An admirer of the old British double rifles, Keith had numerous examples in his collection. He used two of these doubles, a .476 Westley Richards and a .500 Nitro Express, to take dangerous game in Africa on two different safaris. Keith documented the first of these hunts in his 1968 tome, Safari.

In 1935, Elmer Keith, along with four others, spent about a year and a half designing the Winchester Model 70 bolt-action rifle.

== Personal life ==
Keith's trademarks were his cigars, his Stetson, his love for revolvers, and his outspoken opinions. Keith was an avid handgun hunter in the earliest days of the sport, and often hunted medium game with a double action Smith & Wesson revolver. In the days when handgun cartridges tended to fire large, slow bullets like the popular .45 Colt, or light, fast bullets like the .30 Mauser, Keith was pushing the limits of existing cartridges, driving large bullets at higher velocities.

He was married to Loraine Randall. Elmer Keith was born near Hardin, Missouri, but was raised in Montana, Idaho, and eastern Oregon. In the 1930s and early 1940s, he had a ranch on the North Fork of the Salmon River near Salmon, Idaho. In the late 1940s, Elmer and Loraine left the ranch and moved into the town of Salmon. The ranch is still owned by the Keith family. He died in Boise, Idaho on February 14, 1984.

== Published works ==

Keith was a prolific writer, writing both books and magazine columns. During the 1950s and 1960s, he was especially well known for his regular monthly columns he wrote for Guns & Ammo magazine and American Rifleman, typically exploring the performance of the latest new gun offerings, especially those firing large, heavy bullets pushed to high velocities.

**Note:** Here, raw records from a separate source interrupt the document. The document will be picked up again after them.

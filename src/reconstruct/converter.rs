//! Whole-container conversion into a test file and its data file.

use std::fs;
use std::path::{Path, PathBuf};

use crate::config::ConvertConfig;
use crate::error::{ConvertError, ReconstructionError};
use crate::reconstruct::codegen::{reconstruct, DATA_ALIAS};
use crate::reconstruct::document::extract_container;
use crate::snapshot::model::SnapshotContainer;
use crate::snapshot::tree::read_container;

/// Paths written by one conversion.
#[derive(Debug, Clone, PartialEq, Eq)]
pub struct ConvertOutput {
    pub test_file: PathBuf,
    pub data_file: PathBuf,
    pub records: usize,
}

/// Rendered text of both artifacts.
#[derive(Debug, Clone, PartialEq, Eq)]
pub struct GeneratedSources {
    pub test_source: String,
    pub data_source: String,
}

#[derive(Debug, Clone, Default)]
pub struct Converter {
    config: ConvertConfig,
}

impl Converter {
    pub fn new(config: ConvertConfig) -> Self {
        Self { config }
    }

    pub fn config(&self) -> &ConvertConfig {
        &self.config
    }

    pub fn test_file_name(&self, pack: &str) -> String {
        format!("{}_{pack}.rs", self.config.test_prefix)
    }

    pub fn data_file_name(&self, pack: &str) -> String {
        format!("{}_{pack}.rs", self.config.data_module)
    }

    /// Convert `archive` and write both files into `to_dir`.
    ///
    /// Nothing is written unless every record reconstructs.
    pub fn convert_file(&self, archive: &Path, to_dir: &Path) -> Result<ConvertOutput, ConvertError> {
        let pack = pack_name(archive)?;
        tracing::info!(archive = %archive.display(), pack = %pack, "converting");

        let root = read_container(archive)?;
        let container = extract_container(&root)?;
        let sources = self.render(&pack, &container)?;

        fs::create_dir_all(to_dir).map_err(|source| ConvertError::Io {
            path: to_dir.to_path_buf(),
            source,
        })?;
        let data_file = to_dir.join(self.data_file_name(&pack));
        let test_file = to_dir.join(self.test_file_name(&pack));

        fs::write(&data_file, &sources.data_source).map_err(|source| ConvertError::Io {
            path: data_file.clone(),
            source,
        })?;
        if let Err(source) = fs::write(&test_file, &sources.test_source) {
            let _ = fs::remove_file(&data_file);
            return Err(ConvertError::Io {
                path: test_file,
                source,
            });
        }

        tracing::info!(
            test_file = %test_file.display(),
            data_file = %data_file.display(),
            records = container.len(),
            "conversion finished"
        );
        Ok(ConvertOutput {
            test_file,
            data_file,
            records: container.len(),
        })
    }

    /// Render both artifacts for a container without touching the disk.
    pub fn render(
        &self,
        pack: &str,
        container: &SnapshotContainer,
    ) -> Result<GeneratedSources, ReconstructionError> {
        let data_file_name = self.data_file_name(pack);

        let mut test_source = format!(
            "//! Regression tests reconstructed from snapshot `{pack}` by slothwatch.\n\
             #![allow(unused_mut, non_snake_case, clippy::let_unit_value)]\n\n\
             #[path = \"{data_file_name}\"]\nmod {DATA_ALIAS};\n\n"
        );
        let mut data_source = format!(
            "//! Values captured in snapshot `{pack}` (instance `{}`, session {}).\n\
             #![allow(dead_code, non_snake_case, clippy::approx_constant)]\n\n",
            container.instance_id, container.session_id
        );

        for record in &container.records {
            let (test, data) = reconstruct(record, &self.config)?;
            test_source.push_str(test.as_str());
            test_source.push('\n');
            data_source.push_str(data.as_str());
        }

        Ok(GeneratedSources {
            test_source,
            data_source,
        })
    }
}

/// Pack name of an archive: its file stem, made safe for file and module names.
pub fn pack_name(archive: &Path) -> Result<String, ConvertError> {
    let stem = archive
        .file_stem()
        .and_then(|s| s.to_str())
        .filter(|s| !s.is_empty())
        .ok_or_else(|| ConvertError::ArchiveName(archive.to_path_buf()))?;
    Ok(stem
        .chars()
        .map(|c| if c.is_ascii_alphanumeric() || c == '_' { c } else { '_' })
        .collect())
}
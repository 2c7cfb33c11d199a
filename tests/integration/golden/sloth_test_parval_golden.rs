//! Values captured in snapshot `golden` (instance `golden`, session 1700000000).
#![allow(dead_code, non_snake_case, clippy::approx_constant)]

// ===== 1: double@tests.integration.golden.calc

pub fn val_double_1_x() -> i64 {
    5_i64
}

pub fn res_double_1_ret_0() -> i64 {
    10_i64
}

// ===== 2: scale@tests.integration.golden.calc

pub fn val_scale_2_x() -> f64 {
    1.5_f64
}

pub fn val_scale_2_factor() -> f64 {
    2.0_f64
}

pub fn res_scale_2_ret_0() -> f64 {
    3.0_f64
}

// ===== 3: absorb@tests.integration.golden.calc

pub fn val_absorb_3_entry() -> crate::integration::golden::calc::Entry {
    slothwatch::restore::<crate::integration::golden::calc::Entry>("eyJhbW91bnQiOjN9")
}

pub fn cls_absorb_3_Ledger() -> crate::integration::golden::calc::Ledger {
    slothwatch::restore::<crate::integration::golden::calc::Ledger>("eyJuIjoxMn0=")
}

pub fn res_absorb_3_ret_0() -> u32 {
    15_u32
}

// ===== 4: split@tests.integration.golden.calc

pub fn val_split_4_x() -> i64 {
    7_i64
}

pub fn res_split_4_ret_0() -> i64 {
    3_i64
}

pub fn res_split_4_ret_1() -> bool {
    false
}

// ===== 5: divide@tests.integration.golden.calc

pub fn val_divide_5_a() -> i32 {
    1_i32
}

pub fn val_divide_5_b() -> i32 {
    0_i32
}

pub fn res_divide_5_ret_0() -> slothwatch::replay::CapturedPanic {
    slothwatch::restore::<slothwatch::replay::CapturedPanic>("eyJtZXNzYWdlIjoiYXR0ZW1wdCB0byBkaXZpZGUgYnkgemVybyJ9")
}

// ===== 6: touch@tests.integration.golden.calc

He has influenced modern gun writers such as Mike Venturino and John Taffin.

- Sixgun Cartridges and Loads. Onslow County, N.C., Small Arms Technical Publishing Co, 1936.
- Big Game Rifles and Cartridges. Onslow County, N.C., Small Arms Technical Publishing Co, 1936.
- Keith's Rifles for Larger Game Huntington, WV: Standard Publications, 1946.
- Elmer Keith's Big Game Hunting. Boston: Little, Brown, 1948.
- Shotguns. Harrisburg, Pennsylvania: Stackpole & Heck, 1950.
- Sixguns. Harrisburg, Pennsylvania: Stackpole & Heck, 1955.
- Guns and Ammo for Hunting Big Game, with John Lachuk. Los Angeles, Calif. : Petersen Publishing Co.,1965.
- Safari. La Jolla, Calif: Safari Publications, 1968.
- Keith, An Autobiography, Winchester Press, 1974
- Hell, I Was There (autobiography). Los Angeles, Calif.: Petersen Publishing Co., 1979.

==In popular culture==

In season one, episode eleven of Sledge Hammer!, "To Live and Die on TV", on the game show he is a contestant on, Sledge is asked: "Elmer Keith is known as the Father of what?", to which Sledge answers, "He invented the .44 Magnum!".